Meeting minutes
Feedback from Dominik from Chrome
Garret: feedback from Dominik from Chrome
Garret: various formatting, nits, etc. Won't cover in detail.
Garret: he also suggested merging two sections performance considerations wrt reducing network requests
ChrisL: would prefer to lean into separation
Garret: also had a comment about error handling, lack of detail wrt CSS font loading
Garret: agreed, will firm this up
ChrisL: nuances of exactly when what errors occur need to be firmed up
Garret: also what happens if you apply a bad patch needs elaboration
Garret: there is also some language about woff2
ChrisL: we should also be mroe explicit about woff1 is fine, no further complmication
Skef: we should also define if the initial file is an opentype font compressed however you want or if compression is part of spec. Need to clarify.

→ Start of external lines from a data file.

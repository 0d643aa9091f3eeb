use tracing::{info, warn};

#[derive(Debug, Clone, Copy, PartialEq, Eq)]
pub enum Status {
    ReviewRequested,
    AuthorAssigned,
    Unauthorized,
    NoMatchingTrigger,
    NotApplicable,
}

/// Terminal result of one invocation. Every variant exits cleanly; fatal
/// failures are `crate::error::Error` instead.
#[derive(Debug, Clone, PartialEq, Eq)]
pub struct Outcome {
    pub status: Status,
    pub message: String,
}

impl Outcome {
    pub fn new(status: Status, message: impl Into<String>) -> Self {
        Self {
            status,
            message: message.into(),
        }
    }

    pub fn succeeded(&self) -> bool {
        self.status != Status::Unauthorized
    }

    /// True when labels and assignees were changed.
    pub fn transitioned(&self) -> bool {
        matches!(self.status, Status::ReviewRequested | Status::AuthorAssigned)
    }

    pub fn report(&self) {
        match self.status {
            Status::NotApplicable => info!("{}", self.message),
            Status::Unauthorized => warn!("warning: {}", self.message),
            _ => info!("success: {}", self.message),
        }
    }
}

Garret: prefer to leave as regular font file and clarify application of woff2. Dropping pure brotli patch will help there.
Garret: suggests encoding considerations might want to move outside spec. Or maybe an appendix?
Rod: https://
ChrisL: unclear on removal of encoding, having that be a black box seems like a problem
Rod: question was whether it should be in spec or not
ChrisL, Skef: want something in spec, need the practical guidance
Garret: maybe an appendix, we can discuss that later
<ChrisL> https://
Rod: tl;dr room for an editorial pass to make easier to read. Don't suggest reviewing step by step here, just perhaps one of the editors could review and see if they deem any changes to make sense.
Garret: volunteers to review Rod's doc and see if any changes make sense
ChrisL: also enjoys reviewing docs and making edits
Rod: filed as w3c/
ChrisL: this format defines 3 patch formats each for it's own scenarios immediately before defining 4 :)
Garret: 4 format #s but 2 are the same patch type ... this might merit clarification
Garret: two brotli patches. Full font and per table. In theory whole font is mroe efficient because it spans tables but it's incompatible with woff2 due to woff2 not having stable binary output.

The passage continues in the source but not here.